Dr Anthony Fauci speaks at the White House. Photo / AP
A person in California has become the first in the US to have an identified case of the Covid-19 Omicron variant as scientists continue to study the risks posed by the new strain of the virus.
The US moved late last month to restrict travel from southern Africa where the variant was first identified and had been widespread. Clusters of cases have also been identified in about two dozen other nations.
"This is the first case of Covid-19 caused by the Omicron variant detected in the United States," Dr Anthony Fauci said today at the White House. He said the person was a traveller who returned from South Africa on November 22 and tested positive on November 29.
The US is now tightening rules for overseas travellers, including requiring a test for all travellers within a day of boarding a flight regardless of vaccination status. The US was also considering mandating post-arrival testing.
Officials said those measures would only "buy time" for the country to learn more about the new variant and to take appropriate precautions, but that given its transmissibility its arrival in the US was inevitable.
Much remains unknown about the new variant, including whether it is more contagious than previous strains, whether it makes people more seriously ill, and whether it can thwart the vaccine. Fauci, the top US infectious disease expert, said more would be known about the Omicron strain in two to four weeks as scientists grow and test lab samples of the virus.

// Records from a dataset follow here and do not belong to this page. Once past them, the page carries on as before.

//! PTY session (§4.4): spawns an interactive shell, waits for it to go
//! idle before writing the assistant launch command, then streams bytes.
//!
//! Grounded on `happy-cli::daemon::persistence::run_pty_loop` — reader and
//! writer are split across their own `spawn_blocking` tasks since
//! `portable-pty`'s I/O is blocking, bridged into the async world over
//! `mpsc` channels and a `tokio::select!` event loop.

use bytes::Bytes;
use portable_pty::{native_pty_system, Child, CommandBuilder, MasterPty, PtySize};
use std::path::{Path, PathBuf};
use std::sync::{Arc, Mutex as StdMutex};
use tokio::sync::mpsc;
use tokio::time::{Duration, Instant};

use termmesh_core::{paths, CoreError};

const DEFAULT_COLS: u16 = 120;
const DEFAULT_ROWS: u16 = 30;
const IDLE_GAP: Duration = Duration::from_millis(300);
const LAUNCH_FALLBACK: Duration = Duration::from_secs(5);
const KILL_GRACE: Duration = Duration::from_millis(50);

#[derive(Debug, Clone, Copy)]
pub struct TermSize {
    pub cols: u16,
    pub rows: u16,
}

impl Default for TermSize {
    fn default() -> Self {
        Self {
            cols: DEFAULT_COLS,
            rows: DEFAULT_ROWS,
        }
    }
}

#[derive(Debug)]
pub enum PtyEvent {
    Data(Bytes),
    Exit {
        code: Option<i32>,
    },
}

pub struct StartOptions {
    pub working_dir: PathBuf,
    pub size: TermSize,
    /// The command to write once the shell has gone idle, e.g. `claude` or
    /// (on resume) `claude --continue || claude`.
    pub launch_command: String,
}

/// Builds the resume-aware launch command per §4.4: a plain invocation
/// normally, or a `--continue` attempt with a fallback when `resume` is
/// requested and the kind supports it.
pub fn build_launch_command(assistant: &str, resume: bool, supports_resume: bool) -> String {
    if resume && supports_resume {
        format!("{assistant} --continue || {assistant}")
    } else {
        assistant.to_string()
    }
}

/// Resolves the working directory a session should actually start in: if
/// `requested` does not exist, falls back to the home directory and
/// returns `true` to signal the caller should log a warning.
pub fn resolve_working_dir(requested: &Path) -> (PathBuf, bool) {
    if requested.is_dir() {
        (requested.to_path_buf(), false)
    } else {
        let home = dirs::home_dir().unwrap_or_else(|| PathBuf::from("."));
        (home, true)
    }
}

pub struct PtyHandle {
    input_tx: mpsc::Sender<Vec<u8>>,
    resize_tx: mpsc::Sender<(u16, u16)>,
    pub pid: Option<u32>,
    killed: Arc<std::sync::atomic::AtomicBool>,
    child: Arc<StdMutex<Option<Box<dyn Child + Send + Sync>>>>,
}

impl PtyHandle {
    /// No-op after termination, per the §4.4 contract.
    pub async fn write(&self, bytes: Vec<u8>) {
        if self.is_killed() {
            return;
        }
        let _ = self.input_tx.send(bytes).await;
    }

    pub async fn resize(&self, cols: u16, rows: u16) {
        if self.is_killed() {
            return;
        }
        let _ = self.resize_tx.send((cols, rows)).await;
    }

    pub fn is_killed(&self) -> bool {
        self.killed.load(std::sync::atomic::Ordering::SeqCst)
    }

    /// Idempotent: marks killed, then signals the child gracefully and
    /// forcefully after [`KILL_GRACE`].
    pub async fn kill(&self) {
        if self
            .killed
            .swap(true, std::sync::atomic::Ordering::SeqCst)
        {
            return;
        }
        let child = self.child.clone();
        tokio::task::spawn_blocking(move || {
            let mut guard = child.lock().expect("pty child mutex poisoned");
            if let Some(child) = guard.as_mut() {
                let _ = child.kill();
            }
        })
        .await
        .ok();
        tokio::time::sleep(KILL_GRACE).await;
        let child = self.child.clone();
        tokio::task::spawn_blocking(move || {
            let mut guard = child.lock().expect("pty child mutex poisoned");
            if let Some(child) = guard.as_mut() {
                let _ = child.kill();
            }
        })
        .await
        .ok();
    }
}

/// Spawns the PTY, starts the idle-detect launch sequencer and the
/// reader/writer bridge tasks, and returns a handle plus the event
/// receiver. `events_tx` is cloned so the caller retains a copy if wanted;
/// here we instead hand back the receiver directly.
pub fn spawn(opts: StartOptions) -> CoreResult<(PtyHandle, mpsc::Receiver<PtyEvent>)> {
    let (working_dir, fell_back) = resolve_working_dir(&opts.working_dir);
    if fell_back {
        tracing::warn!(
            requested = %opts.working_dir.display(),
            fallback = %working_dir.display(),
            "working directory missing, falling back to home"
        );
    }

    let pty_system = native_pty_system();
    let pair = pty_system
        .openpty(PtySize {
            rows: opts.size.rows,
            cols: opts.size.cols,
            pixel_width: 0,
            pixel_height: 0,
        })
        .map_err(|e| CoreError::Other(format!("failed to open pty: {e}")))?;

    let mut cmd = CommandBuilder::new(default_shell());
    cmd.cwd(&working_dir);
    cmd.env("TERM", "xterm-256color");
    cmd.env("COLORTERM", "truecolor");

    let child = pair
        .slave
        .spawn_command(cmd)
        .map_err(|e| CoreError::Other(format!("failed to spawn shell: {e}")))?;
    let pid = child.process_id();
    drop(pair.slave);

    let mut reader = pair
        .master
        .try_clone_reader()
        .map_err(|e| CoreError::Other(format!("failed to clone pty reader: {e}")))?;
    let mut writer = pair
        .master
        .take_writer()
        .map_err(|e| CoreError::Other(format!("failed to take pty writer: {e}")))?;

    let (reader_tx, mut reader_rx) = mpsc::channel::<std::io::Result<Bytes>>(256);
    tokio::task::spawn_blocking(move || {
        use std::io::Read;
        let mut buf = [0u8; 8192];
        loop {
            match reader.read(&mut buf) {
                Ok(0) => break,
                Ok(n) => {
                    if reader_tx
                        .blocking_send(Ok(Bytes::copy_from_slice(&buf[..n])))
                        .is_err()
                    {
                        break;
                    }
                }
                Err(e) => {
                    let _ = reader_tx.blocking_send(Err(e));
                    break;
                }
            }
        }
    });

    let (write_tx, mut write_rx) = mpsc::channel::<Vec<u8>>(256);
    tokio::task::spawn_blocking(move || {
        use std::io::Write;
        while let Some(bytes) = write_rx.blocking_recv() {
            if writer.write_all(&bytes).is_err() {
                break;
            }
            let _ = writer.flush();
        }
    });

    let (resize_tx, mut resize_rx) = mpsc::channel::<(u16, u16)>(16);
    let (events_tx, events_rx) = mpsc::channel::<PtyEvent>(256);
    let killed = Arc::new(std::sync::atomic::AtomicBool::new(false));
    let child_arc: Arc<StdMutex<Option<Box<dyn Child + Send + Sync>>>> =
        Arc::new(StdMutex::new(Some(child)));

    let master = pair.master;
    let launch_command = opts.launch_command;
    let write_tx_for_loop = write_tx.clone();
    let child_for_wait = child_arc.clone();

    tokio::spawn(async move {
        let start = Instant::now();
        let mut last_output = Instant::now();
        let mut launch_sent = false;

        loop {
            let next_deadline = if launch_sent {
                None
            } else {
                Some(std::cmp::min(
                    last_output + IDLE_GAP,
                    start + LAUNCH_FALLBACK,
                ))
            };

            tokio::select! {
                maybe = reader_rx.recv() => {
                    match maybe {
                        Some(Ok(bytes)) => {
                            last_output = Instant::now();
                            if events_tx.send(PtyEvent::Data(bytes)).await.is_err() {
                                break;
                            }
                        }
                        _ => break,
                    }
                }
                Some((cols, rows)) = resize_rx.recv() => {
                    let _ = master.resize(PtySize { rows, cols, pixel_width: 0, pixel_height: 0 });
                }
                _ = tokio::time::sleep_until(next_deadline.unwrap_or_else(|| Instant::now() + Duration::from_secs(3600))), if next_deadline.is_some() => {
                    let mut line = launch_command.clone();
                    line.push('\n');
                    let _ = write_tx_for_loop.send(line.into_bytes()).await;
                    launch_sent = true;
                }
            }
        }

        let exit_code = tokio::task::spawn_blocking(move || {
            let mut guard = child_for_wait.lock().expect("pty child mutex poisoned");
            guard
                .as_mut()
                .and_then(|c| c.wait().ok())
                .map(|status| status.exit_code() as i32)
        })
        .await
        .unwrap_or(None);

        let _ = events_tx.send(PtyEvent::Exit { code: exit_code }).await;
    });

    Ok((
        PtyHandle {
            input_tx: write_tx,
            resize_tx,
            pid,
            killed,
            child: child_arc,
        },
        events_rx,
    ))
}

type CoreResult<T> = Result<T, CoreError>;

fn default_shell() -> String {
    if cfg!(windows) {
        std::env::var("COMSPEC").unwrap_or_else(|_| "cmd.exe".to_string())
    } else {
        std::env::var("SHELL").unwrap_or_else(|_| "/bin/bash".to_string())
    }
}

#[allow(dead_code)]
fn instance_data_dir() -> std::io::Result<PathBuf> {
    paths::termmesh_home()
        .map_err(|e| std::io::Error::new(std::io::ErrorKind::Other, e.to_string()))
}

#[cfg(test)]
mod tests {
    use super::*;

    #[test]
    fn launch_command_plain_when_no_resume() {
        assert_eq!(build_launch_command("claude", false, true), "claude");
    }

    #[test]
    fn launch_command_falls_back_on_resume() {
        assert_eq!(
            build_launch_command("claude", true, true),
            "claude --continue || claude"
        );
    }

    #[test]
    fn launch_command_plain_when_kind_cannot_resume() {
        assert_eq!(build_launch_command("copilot", true, false), "copilot");
    }

    #[test]
    fn resolve_working_dir_falls_back_when_missing() {
        let missing = PathBuf::from("/definitely/not/a/real/path/xyz");
        let (resolved, fell_back) = resolve_working_dir(&missing);
        assert!(fell_back);
        assert_eq!(resolved, dirs::home_dir().unwrap());
    }

    #[test]
    fn resolve_working_dir_keeps_existing() {
        let dir = tempfile::tempdir().unwrap();
        let (resolved, fell_back) = resolve_working_dir(dir.path());
        assert!(!fell_back);
        assert_eq!(resolved, dir.path());
    }
}
//! Core data model: sessions, saved records, peer descriptors, identity.

use chrono::{DateTime, Utc};
use serde::{Deserialize, Serialize};

/// The two supervised command-line assistants.
#[derive(Debug, Clone, Copy, PartialEq, Eq, Hash, Serialize, Deserialize)]
#[serde(rename_all = "kebab-case")]
pub enum SessionKind {
    KindA,
    KindB,
}

impl SessionKind {
    pub fn as_str(&self) -> &'static str {
        match self {
            SessionKind::KindA => "kind-a",
            SessionKind::KindB => "kind-b",
        }
    }
}

#[derive(Debug, Clone, Copy, PartialEq, Eq, Serialize, Deserialize)]
#[serde(rename_all = "lowercase")]
pub enum SessionStatus {
    Active,
    /// Reserved for future use; treated as `Active` for persistence per
    /// the data model.
    Idle,
    Closed,
}

#[derive(Debug, Clone, Default, Serialize, Deserialize)]
pub struct SessionMetadata {
    #[serde(default)]
    pub working_dir: String,
    #[serde(default)]
    pub git_root: Option<String>,
    #[serde(default)]
    pub git_branch: Option<String>,
    #[serde(default)]
    pub model: Option<String>,
    #[serde(default)]
    pub context_used: Option<String>,
    #[serde(default)]
    pub last_message: Option<String>,
    #[serde(default)]
    pub waiting_for_input: bool,
}

/// Output of the metadata extractor for a single chunk: only the fields a
/// rule actually matched are `Some`.
#[derive(Debug, Clone, Default, PartialEq, Eq)]
pub struct MetadataPatch {
    pub model: Option<String>,
    pub context_used: Option<String>,
    pub last_message: Option<String>,
    pub waiting_for_input: Option<bool>,
}

impl MetadataPatch {
    pub fn is_empty(&self) -> bool {
        self.model.is_none()
            && self.context_used.is_none()
            && self.last_message.is_none()
            && self.waiting_for_input.is_none()
    }

    /// Applies this patch to `metadata` field-by-field, returning whether
    /// anything actually changed.
    pub fn apply(&self, metadata: &mut SessionMetadata) -> bool {
        let mut changed = false;
        if let Some(model) = &self.model {
            if metadata.model.as_deref() != Some(model.as_str()) {
                metadata.model = Some(model.clone());
                changed = true;
            }
        }
        if let Some(context_used) = &self.context_used {
            if metadata.context_used.as_deref() != Some(context_used.as_str()) {
                metadata.context_used = Some(context_used.clone());
                changed = true;
            }
        }
        if let Some(last_message) = &self.last_message {
            if metadata.last_message.as_deref() != Some(last_message.as_str()) {
                metadata.last_message = Some(last_message.clone());
                changed = true;
            }
        }
        if let Some(waiting) = self.waiting_for_input {
            if metadata.waiting_for_input != waiting {
                metadata.waiting_for_input = waiting;
                changed = true;
            }
        }
        changed
    }
}

#[derive(Debug, Clone, Serialize, Deserialize)]
pub struct Session {
    pub id: String,
    pub name: String,
    pub kind: SessionKind,
    pub status: SessionStatus,
    pub metadata: SessionMetadata,
    pub created_at: DateTime<Utc>,
    /// Updated on every PTY read. Drives `list()` sort order only; never
    /// persisted beyond what the saved-session record carries.
    pub last_activity: DateTime<Utc>,
}

/// On-disk representation: (id, name, kind, workingDir) only — no runtime
/// state is ever persisted.
#[derive(Debug, Clone, Serialize, Deserialize)]
pub struct SavedSessionRecord {
    pub id: String,
    pub name: String,
    pub kind: SessionKind,
    pub working_dir: String,
}

#[derive(Debug, Clone, Copy, PartialEq, Eq, Serialize, Deserialize)]
#[serde(rename_all = "lowercase")]
pub enum PeerStatus {
    Discovered,
    Connecting,
    Connected,
    Disconnected,
}

#[derive(Debug, Clone, Serialize, Deserialize)]
pub struct PeerHostDescriptor {
    pub instance_id: String,
    pub hostname: String,
    pub identity_hash: String,
    pub address: String,
    pub port: u16,
    pub status: PeerStatus,
}

#[derive(Debug, Clone, Serialize, Deserialize)]
pub struct LocalIdentity {
    pub email: String,
    pub identity_hash: String,
    pub instance_id: String,
    pub hostname: String,
}

/// Prefix applied to remote session ids only at the IPC boundary, per the
/// tunnel id transform.
pub const TUNNEL_PREFIX: &str = "tunnel:";

pub fn make_tunnel_id(instance_id: &str, remote_id: &str) -> String {
    format!("{TUNNEL_PREFIX}{instance_id}:{remote_id}")
}

pub fn is_tunnel_id(id: &str) -> bool {
    id.starts_with(TUNNEL_PREFIX)
}

/// Splits a tunnel id into `(instance_id, remote_id)`. Returns `None` if
/// `id` is not a well-formed tunnel id.
pub fn parse_tunnel_id(id: &str) -> Option<(&str, &str)> {
    let rest = id.strip_prefix(TUNNEL_PREFIX)?;
    rest.split_once(':')
}

#[cfg(test)]
mod tests {
    use super::*;

    #[test]
    fn tunnel_id_round_trips() {
        let id = make_tunnel_id("inst-1", "sess-9");
        assert!(is_tunnel_id(&id));
        assert_eq!(parse_tunnel_id(&id), Some(("inst-1", "sess-9")));
        assert_eq!(parse_tunnel_id("sess-9"), None);
    }

    #[test]
    fn patch_apply_only_flags_changed_fields() {
        let mut meta = SessionMetadata::default();
        let patch = MetadataPatch {
            last_message: Some("hi".into()),
            ..Default::default()
        };
        assert!(patch.apply(&mut meta));
        assert!(!patch.apply(&mut meta)); // same value again -> no change
        assert_eq!(meta.last_message.as_deref(), Some("hi"));
    }
}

The announcement of the first US case comes before President Joe Biden plans to outline his strategy on Thursday (US time) to combat the virus over the winter. Biden has tried to quell alarm over the Omicron variant, saying it was a cause for concern but "not a cause for panic".
Biden and public health officials have grown more urgent in their pleas for more Americans to get vaccinated — and for those who have been vaccinated to get booster shots to maximise their protection against the virus.
The new variant kept a jittery world off-kilter as Japan further tightened travel restrictions, infections linked to the new version of the coronavirus popped up in more places and new evidence made clear the mutant strain was circulating weeks earlier than thought.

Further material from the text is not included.